No council member seemed to be ready to call for a special election. If a majority of the council voted to do so, then it would take at least forty-five days before a new election could be held. Still presiding over the council session, Mayor Chapman issued a brief comment. "It is mob psychology to kick a man when he is down," said the mayor.
By then, Chapman was already half way through his second term. No action could be taken any earlier than January 18. Meanwhile, Mayor Chapman went about his duties by appointing council members to committees.
And, it was about that time when Mayor Chapman's friends decided to make an end run around the court's decision.
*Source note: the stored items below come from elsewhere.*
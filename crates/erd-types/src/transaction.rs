//! Transaction type and its node-facing JSON form

use base64::{engine::general_purpose::STANDARD, Engine as _};
use bytes::Bytes;
use num_bigint::BigUint;
use serde::{Deserialize, Serialize};

use crate::TxError;

/// Default gas price (atomic units per gas unit)
pub const DEFAULT_GAS_PRICE: u64 = 1_000_000_000;

/// Default transaction version
pub const DEFAULT_TRANSACTION_VERSION: u32 = 2;

/// A transaction as built by callers
///
/// Addresses stay in their bech32 form until encoding; the codec rejects
/// malformed ones with [`TxError::BadAddress`].
#[derive(Clone, Debug, PartialEq, Eq, Serialize, Deserialize)]
#[serde(try_from = "TransactionJson", into = "TransactionJson")]
pub struct Transaction {
    /// Sender account nonce
    pub nonce: u64,
    /// Value in atomic units
    pub value: BigUint,
    /// Receiver (bech32)
    pub receiver: String,
    /// Sender (bech32)
    pub sender: String,
    /// Optional sender username
    pub sender_username: String,
    /// Optional receiver username
    pub receiver_username: String,
    /// Gas price
    pub gas_price: u64,
    /// Gas limit
    pub gas_limit: u64,
    /// Payload
    pub data: Bytes,
    /// Chain id
    pub chain_id: String,
    /// Transaction version
    pub version: u32,
    /// Option bits
    pub options: u32,
    /// Guardian (bech32), empty when unguarded
    pub guardian: String,
    /// Sender signature
    pub signature: Vec<u8>,
    /// Guardian signature
    pub guardian_signature: Vec<u8>,
}

impl Transaction {
    /// Create a transaction with zero nonce and value and the default gas price and version
    pub fn new(sender: impl Into<String>, receiver: impl Into<String>, gas_limit: u64, chain_id: impl Into<String>) -> Self {
        Self {
            nonce: 0,
            value: BigUint::default(),
            receiver: receiver.into(),
            sender: sender.into(),
            sender_username: String::new(),
            receiver_username: String::new(),
            gas_price: DEFAULT_GAS_PRICE,
            gas_limit,
            data: Bytes::new(),
            chain_id: chain_id.into(),
            version: DEFAULT_TRANSACTION_VERSION,
            options: 0,
            guardian: String::new(),
            signature: Vec::new(),
            guardian_signature: Vec::new(),
        }
    }

    /// Set nonce
    pub fn with_nonce(mut self, nonce: u64) -> Self {
        self.nonce = nonce;
        self
    }

    /// Set value
    pub fn with_value(mut self, value: impl Into<BigUint>) -> Self {
        self.value = value.into();
        self
    }

    /// Set data
    pub fn with_data(mut self, data: impl Into<Bytes>) -> Self {
        self.data = data.into();
        self
    }

    /// Set gas price
    pub fn with_gas_price(mut self, gas_price: u64) -> Self {
        self.gas_price = gas_price;
        self
    }

    /// Set version
    pub fn with_version(mut self, version: u32) -> Self {
        self.version = version;
        self
    }

    /// Check if signed by the sender
    pub fn is_signed(&self) -> bool {
        !self.signature.is_empty()
    }

    /// JSON object submitted to a node: signing fields plus hex signatures
    pub fn to_send_json(&self) -> Result<serde_json::Value, TxError> {
        Ok(serde_json::to_value(self)?)
    }

    /// Parse the JSON form produced by [`Transaction::to_send_json`]
    pub fn from_json(json: &str) -> Result<Self, TxError> {
        Ok(serde_json::from_str(json)?)
    }
}

/// Node-facing JSON shape; empty optional fields are left out
#[derive(Serialize, Deserialize)]
#[serde(rename_all = "camelCase")]
struct TransactionJson {
    #[serde(default)]
    nonce: u64,
    #[serde(default)]
    value: String,
    receiver: String,
    sender: String,
    #[serde(default, skip_serializing_if = "String::is_empty")]
    sender_username: String,
    #[serde(default, skip_serializing_if = "String::is_empty")]
    receiver_username: String,
    gas_price: u64,
    gas_limit: u64,
    #[serde(default, skip_serializing_if = "String::is_empty")]
    data: String,
    #[serde(rename = "chainID")]
    chain_id: String,
    #[serde(default)]
    version: u32,
    #[serde(default, skip_serializing_if = "is_zero")]
    options: u32,
    #[serde(default, skip_serializing_if = "String::is_empty")]
    guardian: String,
    #[serde(default, skip_serializing_if = "String::is_empty")]
    signature: String,
    #[serde(default, skip_serializing_if = "String::is_empty")]
    guardian_signature: String,
}

fn is_zero(value: &u32) -> bool {
    *value == 0
}

impl From<Transaction> for TransactionJson {
    fn from(tx: Transaction) -> Self {
        let b64 = |bytes: &[u8]| {
            if bytes.is_empty() {
                String::new()
            } else {
                STANDARD.encode(bytes)
            }
        };
        Self {
            nonce: tx.nonce,
            value: tx.value.to_string(),
            sender_username: b64(tx.sender_username.as_bytes()),
            receiver_username: b64(tx.receiver_username.as_bytes()),
            data: b64(&tx.data[..]),
            receiver: tx.receiver,
            sender: tx.sender,
            gas_price: tx.gas_price,
            gas_limit: tx.gas_limit,
            chain_id: tx.chain_id,
            version: tx.version,
            options: tx.options,
            guardian: tx.guardian,
            signature: hex::encode(&tx.signature),
            guardian_signature: hex::encode(&tx.guardian_signature),
        }
    }
}

impl TryFrom<TransactionJson> for Transaction {
    type Error = TxError;

    fn try_from(json: TransactionJson) -> Result<Self, Self::Error> {
        let value = if json.value.is_empty() {
            BigUint::default()
        } else {
            json.value.parse::<BigUint>().map_err(|e| TxError::InvalidField {
                field: "value",
                reason: e.to_string(),
            })?
        };

        Ok(Self {
            nonce: json.nonce,
            value,
            receiver: json.receiver,
            sender: json.sender,
            sender_username: decode_username("senderUsername", &json.sender_username)?,
            receiver_username: decode_username("receiverUsername", &json.receiver_username)?,
            gas_price: json.gas_price,
            gas_limit: json.gas_limit,
            data: Bytes::from(decode_base64("data", &json.data)?),
            chain_id: json.chain_id,
            version: json.version,
            options: json.options,
            guardian: json.guardian,
            signature: decode_hex("signature", &json.signature)?,
            guardian_signature: decode_hex("guardianSignature", &json.guardian_signature)?,
        })
    }
}

fn decode_base64(field: &'static str, value: &str) -> Result<Vec<u8>, TxError> {
    STANDARD.decode(value).map_err(|e| TxError::InvalidField {
        field,
        reason: e.to_string(),
    })
}

fn decode_username(field: &'static str, value: &str) -> Result<String, TxError> {
    String::from_utf8(decode_base64(field, value)?).map_err(|e| TxError::InvalidField {
        field,
        reason: e.to_string(),
    })
}

fn decode_hex(field: &'static str, value: &str) -> Result<Vec<u8>, TxError> {
    hex::decode(value).map_err(|e| TxError::InvalidField {
        field,
        reason: e.to_string(),
    })
}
State Representatives W.A. Dampier and W.W. Larsen, Jr. introduced a bill to repeal the clause of the 1911 charter to allow Dublin's mayor to serve two consecutive terms.
Smelling a rat, Walden filed a mandamus to require the city council to call a special election. The council reluctantly decided to discuss the matter on February 1, five days before Judge Graham was to hear Walden's petition. The judge issued a summons to councilmen M.Z. Claxton, Dee Sessions, E.B. Mackey, C.A. Hodges, R.L. Tindol, E.F. Moxley, and F.C. Hutchinson to show cause why they shouldn't be ordered to schedule a new election to replace Mayor Chapman.
Rep. Dampier introduced a bill to allow Mayor Chapman to remain in office until the expiration of his term for which he was elected. The bill expressly prohibited Chapman from qualifying for the special election as well as any candidate from seeking an additional term beyond New Year's Eve. Rep. Larsen initially announced his opposition to Dampier's bill.
Meanwhile, the council was still debating if and how to legally schedule a special election. The issue became moot. For on the 4th of February, two days before Judge Graham was scheduled to hear the petition for a mandamus, the Georgia legislature unanimously passed local legislation to allow Dublin's mayors to succeed themselves for unlimited terms.
Mayor Chapman returned to the mayor's office in 1944 and served a single two-year term, making him the second longest serving mayor until that time, only behind Lucien Quincy Stubbs, who served five two-year terms around the turn of the 20th Century. The tradition of four years as mayor continued until Bobby Cochran, Albert Franks and Bob Walker each served as mayor for eight years. Phil Best, the current mayor, is now the longest serving mayor completing his twelfth year as the Mayor of the Emerald City.